To do it, the app folds in new features from several different directions at once: a new Food Score that applies to all foods, a food-pairing system for helping auto-fill or even meal-plan in advance, weight tracking that supports wireless scales including those from Withings, and even baked-in support for ordering apps that send your order directly to your connected account for easier logging. It’s an ambitious app update, and one that we were pre-briefed on but haven’t tested yet.

Restaurant menus have been added, which will appear based on your location. Your most commonly-eaten foods will appear in a recent queue when you log food again next time. And every time a food is selected, a set of related foods appears below. It should make adding food easier, and even help compare what adding or removing foods does for overall healthiness.

A rolling calorie count based on your weight-related estimated daily calorie intake shows how much you have remaining, and tallies your day’s overall Food Score: the food score boils down your daily choices into a single Metacritic-like number that’s green when healthy, and yellow when less so. You can search for food later on based on what fits your calorie count allowance. But the app, according to Jawbone, will work even if you don’t obsessively log everything: just use it for breakfast, for instance, and you can still get useful information on what you could be eating that’s better. The system was developed using input from Nutrivise, a nutrition-lifestyle company acquired by Jawbone last year.

There’s also knitted-in support for healthy-ordering apps and smart devices: the Orange Chef Prep Pad wireless food scale can send measurements to the Up app, and food ordering from Munchery, PlateJoy, HealthyOut and NuMi from Nutrisystem will send your food orders and planned meals directly to the app, too, if you happen to use those services.

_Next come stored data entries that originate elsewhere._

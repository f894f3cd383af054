//! Locations of the host's state database and side identity document.
//!
//! Resolved once at startup and passed to every component that needs them.

use std::{ffi::OsString, path::PathBuf};

use crate::{Error, Result};

pub const STATE_DB_FILE: &str = "state.vscdb";
pub const STORAGE_JSON_FILE: &str = "storage.json";

#[derive(Debug, Clone, PartialEq, Eq)]
pub struct SwitchPaths {
  pub state_db:     PathBuf,
  pub storage_json: PathBuf,
}

impl SwitchPaths {
  pub fn new(state_db: impl Into<PathBuf>, storage_json: impl Into<PathBuf>) -> Self {
    Self { state_db: state_db.into(), storage_json: storage_json.into() }
  }

  /// Platform default locations for the host named `app_name`.
  pub fn resolve(app_name: &str) -> Result<Self> {
    Self::resolve_with(app_name, |var| std::env::var_os(var))
  }

  fn resolve_with(
    app_name: &str,
    env: impl Fn(&str) -> Option<OsString>,
  ) -> Result<Self> {
    let dir = global_storage_dir(app_name, &env)?;
    Ok(Self {
      state_db:     dir.join(STATE_DB_FILE),
      storage_json: dir.join(STORAGE_JSON_FILE),
    })
  }

  /// Replace whichever paths were configured explicitly.
  pub fn with_overrides(
    mut self,
    state_db: Option<PathBuf>,
    storage_json: Option<PathBuf>,
  ) -> Self {
    if let Some(p) = state_db {
      self.state_db = p;
    }
    if let Some(p) = storage_json {
      self.storage_json = p;
    }
    self
  }
}

fn global_storage_dir(
  app_name: &str,
  env: &impl Fn(&str) -> Option<OsString>,
) -> Result<PathBuf> {
  let config_root = if cfg!(windows) {
    PathBuf::from(env("APPDATA").ok_or(Error::MissingEnv("APPDATA"))?)
  } else if cfg!(target_os = "macos") {
    PathBuf::from(env("HOME").ok_or(Error::MissingEnv("HOME"))?)
      .join("Library")
      .join("Application Support")
  } else if let Some(xdg) = env("XDG_CONFIG_HOME").filter(|v| !v.is_empty()) {
    PathBuf::from(xdg)
  } else {
    PathBuf::from(env("HOME").ok_or(Error::MissingEnv("HOME"))?).join(".config")
  };

  Ok(config_root.join(app_name).join("User").join("globalStorage"))
}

Everything you add gets folded into Jawbone’s Insights engine, which gives you cards with lifestyle tips drawn from what you’re doing: get a few more hours sleep, and maybe you’ll be less hungry, or if you’ve exercised this morning, here are some good food choices for breakfast. The Insights cards have been pushed right to the top of Jawbone’s app in the latest update, making the app feel even more like a coaching service than ever before. In fact, that’s the best path for Jawbone in the future: now that the app’s added deeper sleep-tracking, caffeine-tracking and food and weight-loss tracking, helping us out with some clear life suggestions that feel simple is what would make everything a lot easier to understand. If Jawbone can nail that, then maybe Up will evolve into something bigger than just a fitness band. I’m already curious to test it out and see how compelling it is in action.